Oh dear.I'm so sorry.I hope nemo will be alright soon.sending her healing prayers.keep us posted and we're for you if you need us.


----------



## Ciralaine (Jul 27, 2012)

Thanks for the well wishes. And thankyou Pedialyte is a good idea :hug:

*update*:

I'm on the train now with the fids but it seems Nemo might be feeling worse. She's sitting on the bottom of the travel cage fluffed up and sleeping. I feel awful now. Maybe I should have waited for tomorrow when I could get a lift. I'm scared that maybe public transport is too stressful for her maybe


----------



## aluz (Jul 24, 2011)

Oh no Sharday, I'm so sorry your Nemo isn't feeling well... 
From your description, Nemo really needs urgent medical attention and I'm sending my prayers and best wishes to your budgie girl. ray:
I hope all goes well at the vet's and be sure to update us on Nemo's condition.


----------



## FaeryBee (May 9, 2011)

*Sharday,
I believe taking Nemo to the vet today was your best course of action even though you have had to use public transportation. It sounds as if she is very ill and it's wonderful you are willing to travel the distance necessary to ensure she receives the care she needs. :hug:

I'm praying for little Nemo and sending lots of healing energy and positive thoughts her way. Please be sure to let us know how she's doing after the vet appointment.*


----------



## Wiki (Feb 25, 2012)

Getting a vomiting bird to the vet is vitally important as dehydration can be such a problem, and we know that they have such a fast metabolism they can't go without a crop of food for too long. You've made the right choice. Our last budgie had a cross town rush to get to a bird vet when he was vomiting, and it was fluids by injection, warmth and rest for him overnight. He survived because of quick action, so I'm hoping wholeheartedly for the same outcome for Nemo.


----------



## StarlingWings (Mar 15, 2013)

Oh, Sharday, I'm so sorry to hear this! I agree that taking little Nemo to the vet was the definite right decision. Please let us know how things go! :fingerx:


----------



## Ciralaine (Jul 27, 2012)

Thankyou for all the lovely replies everyone :hug: 

Nemo is currently doing much better today. She was chirping a little again and chasing and bossing Raz about like she used to. Still more quiet and sleepy than usual but much better than yesterday when she was still very tired and slept most of the day but fortunately there's been no vomiting since Friday . 

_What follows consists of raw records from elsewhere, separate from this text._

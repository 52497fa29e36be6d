//! Separable derivative kernels for the gradient detectors.
//!
//! Tap generation follows the extended Sobel construction: a binomial
//! smoothing polynomial `(1 + x)^(n - 1 - order)` multiplied by the finite
//! difference `(x - 1)^order`. An aperture of 1 means "no smoothing", which
//! still needs three taps for any non-zero derivative order.
//!
//! The taps are applied with `imageproc::filter::separable_filter`, which
//! pads by continuity (the border pixel is repeated).

use image::{GrayImage, ImageBuffer, Luma};

/// Largest aperture accepted by the gradient detectors
pub const MAX_KERNEL_SIZE: u32 = 31;

/// Floating point response plane produced by a correlation
pub type Response = ImageBuffer<Luma<f32>, Vec<f32>>;

/// Taps of the 1-D kernel for derivative `order` at aperture `size`
pub fn sobel_taps(order: u32, size: u32) -> Vec<f32> {
    let len = if size == 1 && order > 0 { 3 } else { size.max(1) };
    let smoothing = len.saturating_sub(1).saturating_sub(order);

    let mut taps = vec![1.0f32];
    for _ in 0..smoothing {
        taps = poly_mul(&taps, &[1.0, 1.0]);
    }
    for _ in 0..order {
        taps = poly_mul(&taps, &[-1.0, 1.0]);
    }
    taps
}

fn poly_mul(a: &[f32], b: &[f32]) -> Vec<f32> {
    let mut out = vec![0.0; a.len() + b.len() - 1];
    for (i, &x) in a.iter().enumerate() {
        for (j, &y) in b.iter().enumerate() {
            out[i + j] += x * y;
        }
    }
    out
}

/// Widen an 8-bit image to the float plane the derivative filters run on
pub fn to_response(image: &GrayImage) -> Response {
    ImageBuffer::from_fn(image.width(), image.height(), |x, y| {
        Luma([f32::from(image.get_pixel(x, y)[0])])
    })
}
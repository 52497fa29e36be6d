use image::GrayImage;
use schemars::JsonSchema;
use serde::{Deserialize, Serialize};

use crate::{
    error::{EdgeError, Result},
    traits::EdgeDetector,
    types::EdgeMap,
};

/// Hysteresis thresholds for the Canny detector
#[derive(Debug, Clone, Copy, PartialEq, Serialize, Deserialize, JsonSchema)]
#[serde(default)]
pub struct CannyParams {
    pub low_threshold: f32,
    pub high_threshold: f32,
}

impl Default for CannyParams {
    fn default() -> Self {
        Self {
            low_threshold: 100.0,
            high_threshold: 200.0,
        }
    }
}

impl EdgeDetector for CannyParams {
    fn name(&self) -> &'static str {
        "canny"
    }

    fn validate(&self) -> Result<()> {
        let (low, high) = (self.low_threshold, self.high_threshold);
        if !low.is_finite() || !high.is_finite() {
            return Err(EdgeError::invalid(self.name(), "thresholds must be finite"));
        }
        if low < 0.0 || high < 0.0 {
            return Err(EdgeError::invalid(
                self.name(),
                format!("thresholds must be non-negative, got ({low}, {high})"),
            ));
        }
        if low >= high {
            return Err(EdgeError::invalid(
                self.name(),
                format!("low threshold {low} must be below high threshold {high}"),
            ));
        }
        Ok(())
    }

    /// Binary edge map, 0 or 255 per pixel
    fn detect_gray(&self, image: &GrayImage) -> Result<EdgeMap> {
        self.validate()?;
        Ok(imageproc::edges::canny(image, self.low_threshold, self.high_threshold))
    }
}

After getting her to the vet successfully the vet had a look at her droppings 1st which were abnormally formed but no unusual findings in them. After doing a crop wash it was found that she had a very large build up of bacteria that is naturally present but it was in such large numbers that it was making her sick. The vet said that she had never seen such a large amount of cells and that was certain to be very irritable on her crop and throat which would have caused the vomiting. 

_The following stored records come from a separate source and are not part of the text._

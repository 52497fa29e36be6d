//! Side-by-side previews for manual inspection of batch results.

use std::{
    io::{self, BufRead, Write},
    path::PathBuf,
    sync::atomic::{AtomicUsize, Ordering},
};

use image::{Rgb, RgbImage, imageops};
use tracing::info;

use crate::{
    error::{EdgeError, Result},
    io::codec,
    pipeline::CancelToken,
    traits::Visualizer,
    types::{EdgeMap, PixelBuffer, gray_to_rgb},
};

const GUTTER: u32 = 8;
const GUTTER_COLOR: Rgb<u8> = Rgb([96, 96, 96]);

/// Visualizer that shows nothing
#[derive(Debug, Clone, Copy, Default)]
pub struct NoopVisualizer;

impl Visualizer for NoopVisualizer {
    fn show(&self, _original: &PixelBuffer, _processed: &EdgeMap, _titles: (&str, &str)) -> Result<()> {
        Ok(())
    }
}

/// Writes a side-by-side preview per image and waits for Enter.
///
/// Answering `q` trips the attached [`CancelToken`], which stops the batch
/// before the next file.
#[derive(Debug)]
pub struct SideBySideViewer {
    preview_dir: PathBuf,
    cancel: Option<CancelToken>,
    shown: AtomicUsize,
}

impl SideBySideViewer {
    pub fn new(preview_dir: impl Into<PathBuf>) -> Self {
        Self {
            preview_dir: preview_dir.into(),
            cancel: None,
            shown: AtomicUsize::new(0),
        }
    }

    pub fn with_cancel_token(mut self, cancel: CancelToken) -> Self {
        self.cancel = Some(cancel);
        self
    }
}

impl Visualizer for SideBySideViewer {
    fn show(&self, original: &PixelBuffer, processed: &EdgeMap, titles: (&str, &str)) -> Result<()> {
        let index = self.shown.fetch_add(1, Ordering::SeqCst);
        let canvas = compose_side_by_side(&original.to_rgb(), &gray_to_rgb(processed));
        let path = self.preview_dir.join(format!("preview_{index:04}.png"));
        codec::save(&PixelBuffer::Color(canvas), &path)?;

        info!("{} | {} -> {}", titles.0, titles.1, path.display());
        eprint!("Press Enter for the next image (q to stop): ");
        io::stderr().flush()?;

        let mut answer = String::new();
        io::stdin().lock().read_line(&mut answer)?;
        if answer.trim().eq_ignore_ascii_case("q") {
            if let Some(cancel) = &self.cancel {
                cancel.cancel();
            }
        }
        Ok(())
    }
}

/// Place `left` and `right` next to each other, separated by a gutter
pub fn compose_side_by_side(left: &RgbImage, right: &RgbImage) -> RgbImage {
    let width = left.width() + GUTTER + right.width();
    let height = left.height().max(right.height());
    let mut canvas = RgbImage::from_pixel(width, height, GUTTER_COLOR);
    imageops::replace(&mut canvas, left, 0, 0);
    imageops::replace(&mut canvas, right, i64::from(left.width() + GUTTER), 0);
    canvas
}

/// Lay `images` out row by row in `cols` columns of equal cell size
pub fn compose_grid(images: &[RgbImage], cols: usize) -> Result<RgbImage> {
    if images.is_empty() {
        return Err(EdgeError::Config("grid needs at least one image".to_string()));
    }
    let cols = cols.clamp(1, images.len());
    let rows = images.len().div_ceil(cols);

    let cell_w = images.iter().map(RgbImage::width).max().unwrap_or(0);
    let cell_h = images.iter().map(RgbImage::height).max().unwrap_or(0);
    let width = cols as u32 * cell_w + (cols as u32 - 1) * GUTTER;
    let height = rows as u32 * cell_h + (rows as u32 - 1) * GUTTER;

    let mut canvas = RgbImage::from_pixel(width, height, GUTTER_COLOR);
    for (i, image) in images.iter().enumerate() {
        let (col, row) = ((i % cols) as u32, (i / cols) as u32);
        let x = col * (cell_w + GUTTER);
        let y = row * (cell_h + GUTTER);
        imageops::replace(&mut canvas, image, i64::from(x), i64::from(y));
    }
    Ok(canvas)
}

The vet looked at her physically and I mentioned the other vet I'd gone to previously that had said he felt a swollen intestine but this vet said she couldn't feel anything out of the ordinary all she could feel was formation of an egg. So Nemo is currently with an Egg which she'll probably lay in the next few days. The vet gave her some fluids and a vitamin injection just to help in case Nemo didn't have enough calcium or vitamins currently especially with her body under so much stress. Nemo is also currently in the middle of a moult as well, so a moult and forming an egg has probably thrown her body into a lot of stress which could have caused the normal bacteria to go out of control. 

I was given antibiotics for Nemo to help with the bacteria levels and help soothe her throat/crop. It must he working as she hasn't thrown up since starting the medication. I also have vitamin and calcium supplements that I'm adding to the water to give her a bit of a boost. I've also increased the veggies and am giving some egg food daily now again for a bit of a boost. I'm to keep an eye on her and if anything seems wrong to bring her back in for some blood tests or an xray as we're concerned the egg may be too soft as I haven't supplied much calcium at all . But hopefully it won't come to that. She hasn't vomited since, she's been taking her medicine well, healthy appetite, eating cuttlebone happily, drinking water with the added supplements, eating egg food and veggies; fingers crossed Nemo will be okay! I just need to stay vigilant and ensure this egg passes safely.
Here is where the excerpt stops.